If there is a sport that should not be smirking at the Ray Rice based foibles of the NFL and its commissioner, Roger Goodell, it’s horse racing.
The sport has stubbed its public relations toes more than once on issues such as claims of animal cruelty, use of legal and illegal drugs and transparency throughout the game, to name a few.
But, unlike the NFL, we have built-in excuses.
First, the NFL is one league. Has one voice, its commissioner. Should have an honest, well-considered plan in facing its problems head on.
However, what the NFL and Goodell have offered the public in dealing with the Rice case is hard to believe. For example, anyone who understands the modern day casino knows that its surveillance systems are second to none. Security cameras everywhere.
The NFL knew there was video of Rice and his then fiancee in the Revel casino elevator. To claim they made one feeble attempt to obtain it — and failed — does not pass the smell test.
Now they’ve hired attorney Robert Mueller, former head of the FBI, as an independent investigator to examine how the NFL handled the Rice case. On surface it seems noble, until you look deeper.
Mueller is a partner of WilmerHale law firm, which has the NFL as a client. Many former employees of WilmerHale work either for the league or for NFL teams. This is a serious potential conflict of interest.
It’s the reason horse racing stewards are not allowed to bet. They are the judge and jury at the track.
Horse racing does not have a league or a single voice. There is no commissioner with the power to dictate policy.
A league concept probably will not happen in horse racing. Not only would organizations need to relinquish power, but each state also would have to abdicate its control to a central governing body.
An alphabet soup full of organizations all are speaking on the sport’s problem topics but coming from different agendas. I believe they are well intentioned. But uniformity may never occur, because in the end each organization has differing goals.
The only way I see to get the sport under the umbrella of a single governing body would be the intervention of the federal government. And I’m sure as soon as this is read, many of you will be spitting up coffee over that idea.
When the federal government gets involved, that’s when ordering toilet seats start costing $200 each.
Instead, horse racing requires consensus building in which everyone has a seat at the table, including us horseplayers who foot most of the bills.
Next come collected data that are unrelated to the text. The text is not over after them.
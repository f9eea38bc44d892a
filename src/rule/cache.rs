//! 规则编译缓存
//! 单槽缓存：记住最近一次输入的规则列表引用及其编译结果，
//! 按引用（而非内容）判断是否需要重新编译

use std::sync::Arc;

use tracing::debug;

use super::model::RuleSet;
use crate::compiler::{CompiledRule, RuleCompiler};

/// 规则缓存管理器
#[derive(Debug, Default)]
pub struct RuleCache {
    last: Option<(RuleSet, Arc<Vec<CompiledRule>>)>,
    compile_count: usize,
}

impl RuleCache {
    pub fn new() -> Self {
        Self::default()
    }

    /// 获取编译结果；规则列表引用变化时重新编译并替换缓存
    pub fn get_or_compile(&mut self, rules: &RuleSet) -> Arc<Vec<CompiledRule>> {
        if let Some((last_rules, compiled)) = &self.last {
            if Arc::ptr_eq(last_rules, rules) {
                return Arc::clone(compiled);
            }
        }

        debug!(rules = rules.len(), "规则列表已变化，重新编译");
        let compiled = Arc::new(RuleCompiler::compile(rules));
        self.compile_count += 1;
        self.last = Some((Arc::clone(rules), Arc::clone(&compiled)));
        compiled
    }

    /// 累计编译次数
    pub fn compile_count(&self) -> usize {
        self.compile_count
    }

    /// 清除缓存
    pub fn clear(&mut self) {
        self.last = None;
    }
}

#[cfg(test)]
mod tests {
    use super::*;
    use crate::rule::model::{default_rules, RuleRecord};

    #[test]
    fn test_same_reference_is_not_recompiled() {
        let mut cache = RuleCache::new();
        let rules: RuleSet = Arc::new(default_rules());

        let first = cache.get_or_compile(&rules);
        let second = cache.get_or_compile(&rules);

        assert!(Arc::ptr_eq(&first, &second));
        assert_eq!(cache.compile_count(), 1);
    }

    #[test]
    fn test_equal_but_distinct_reference_recompiles_once() {
        let mut cache = RuleCache::new();
        let rules: RuleSet = Arc::new(default_rules());
        let twin: RuleSet = Arc::new(default_rules());
        assert_eq!(rules, twin);

        let first = cache.get_or_compile(&rules);
        let second = cache.get_or_compile(&twin);
        let third = cache.get_or_compile(&twin);

        assert!(!Arc::ptr_eq(&first, &second));
        assert!(Arc::ptr_eq(&second, &third));
        assert_eq!(cache.compile_count(), 2);
    }

    #[test]
    fn test_replacement_evicts_previous_entry() {
        let mut cache = RuleCache::new();
        let a: RuleSet = Arc::new(vec![RuleRecord::default()]);
        let b: RuleSet = Arc::new(Vec::new());

        cache.get_or_compile(&a);
        cache.get_or_compile(&b);
        cache.get_or_compile(&a);
        assert_eq!(cache.compile_count(), 3);

        cache.clear();
        cache.get_or_compile(&a);
        assert_eq!(cache.compile_count(), 4);
    }
}
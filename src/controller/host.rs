//! 宿主平台接口
//! 控制器通过它向会话注入遮罩、关闭会话、打开设置页；
//! 具体的注入机制由宿主（浏览器扩展等）实现。

use std::collections::{HashMap, HashSet};
use std::sync::atomic::{AtomicUsize, Ordering};
use std::time::Duration;

use async_trait::async_trait;
use tokio::sync::{mpsc, Mutex};
use tracing::{debug, info};

use super::message::OverlayPort;
use super::overlay::{OverlayEvent, OverlayTheme, OverlayView};
use crate::detector::{Session, SessionId};
use crate::error::{AcResult, AutoCloseError};

/// 宿主平台能力
#[async_trait]
pub trait SessionHost: Send + Sync {
    /// 在会话上下文中注入倒计时遮罩，遮罩通过 `port` 回发消息
    async fn inject_overlay(&self, session: &Session, wait: Duration, port: OverlayPort) -> AcResult<()>;

    /// 关闭会话；会话已不存在时返回 `RemovalFailed`
    async fn remove_session(&self, id: SessionId) -> AcResult<()>;

    /// 打开设置页
    async fn open_settings(&self) -> AcResult<()>;
}

/// 进程内模拟宿主
///
/// 注入时在本地任务中运行遮罩视图，页面事件通过 `send_event` 投递。
/// 用于命令行演示和端到端测试。
#[derive(Debug, Default)]
pub struct SimulatedHost {
    theme: OverlayTheme,
    overlays: Mutex<HashMap<SessionId, mpsc::UnboundedSender<OverlayEvent>>>,
    removed: Mutex<Vec<SessionId>>,
    gone: Mutex<HashSet<SessionId>>,
    settings_opened: AtomicUsize,
}

impl SimulatedHost {
    pub fn new(theme: OverlayTheme) -> Self {
        Self {
            theme,
            ..Default::default()
        }
    }

    /// 向会话的遮罩投递页面事件，遮罩不存在时返回 false
    pub async fn send_event(&self, id: SessionId, event: OverlayEvent) -> bool {
        match self.overlays.lock().await.get(&id) {
            Some(tx) => tx.send(event).is_ok(),
            None => false,
        }
    }

    /// 模拟用户手动关闭会话
    pub async fn close_externally(&self, id: SessionId) {
        self.overlays.lock().await.remove(&id);
        self.gone.lock().await.insert(id);
    }

    /// 已被宿主关闭的会话（按关闭顺序）
    pub async fn removed(&self) -> Vec<SessionId> {
        self.removed.lock().await.clone()
    }

    pub fn settings_opened(&self) -> usize {
        self.settings_opened.load(Ordering::SeqCst)
    }
}

#[async_trait]
impl SessionHost for SimulatedHost {
    async fn inject_overlay(&self, session: &Session, wait: Duration, port: OverlayPort) -> AcResult<()> {
        if self.gone.lock().await.contains(&session.id) {
            return Err(AutoCloseError::InjectionFailed(format!("会话 {} 已不存在", session.id)));
        }

        let (tx, rx) = mpsc::unbounded_channel();
        let view = OverlayView::new(wait, port, self.theme.clone());
        debug!(session = %session.id, ?wait, view = %view.render(Duration::ZERO), "遮罩已注入");
        tokio::spawn(view.run(rx));
        // 替换旧遮罩，旧遮罩的事件源随之关闭
        self.overlays.lock().await.insert(session.id, tx);
        Ok(())
    }

    async fn remove_session(&self, id: SessionId) -> AcResult<()> {
        if !self.gone.lock().await.insert(id) {
            return Err(AutoCloseError::RemovalFailed(format!("会话 {} 已不存在", id)));
        }
        self.overlays.lock().await.remove(&id);
        self.removed.lock().await.push(id);
        info!(session = %id, "会话已关闭");
        Ok(())
    }

    async fn open_settings(&self) -> AcResult<()> {
        self.settings_opened.fetch_add(1, Ordering::SeqCst);
        info!("打开设置页");
        Ok(())
    }
}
MONMOUTH PARK SPORTS BETTING — Monmouth Park announced it is delaying the start of sports betting for 45 days, at least. William Hill would be the company to implement the project should the track proceed.
I’ve come to the conclusion that pursuing sports betting, rather than casino betting, is an idea whose time has come. It seems that building new casinos are not foolproof. They are costly, cannibalize existing casinos, and the revenue stream to horse racing always is in jeopardy.
I believe the pro leagues resistance can be tamed if they received a share of the profits.
STATION CASINOS TWIN Q — Every Saturday in September, all participating Station Casinos race books will offer a $10,000 Twin Quinella. That is double the normal prize pool.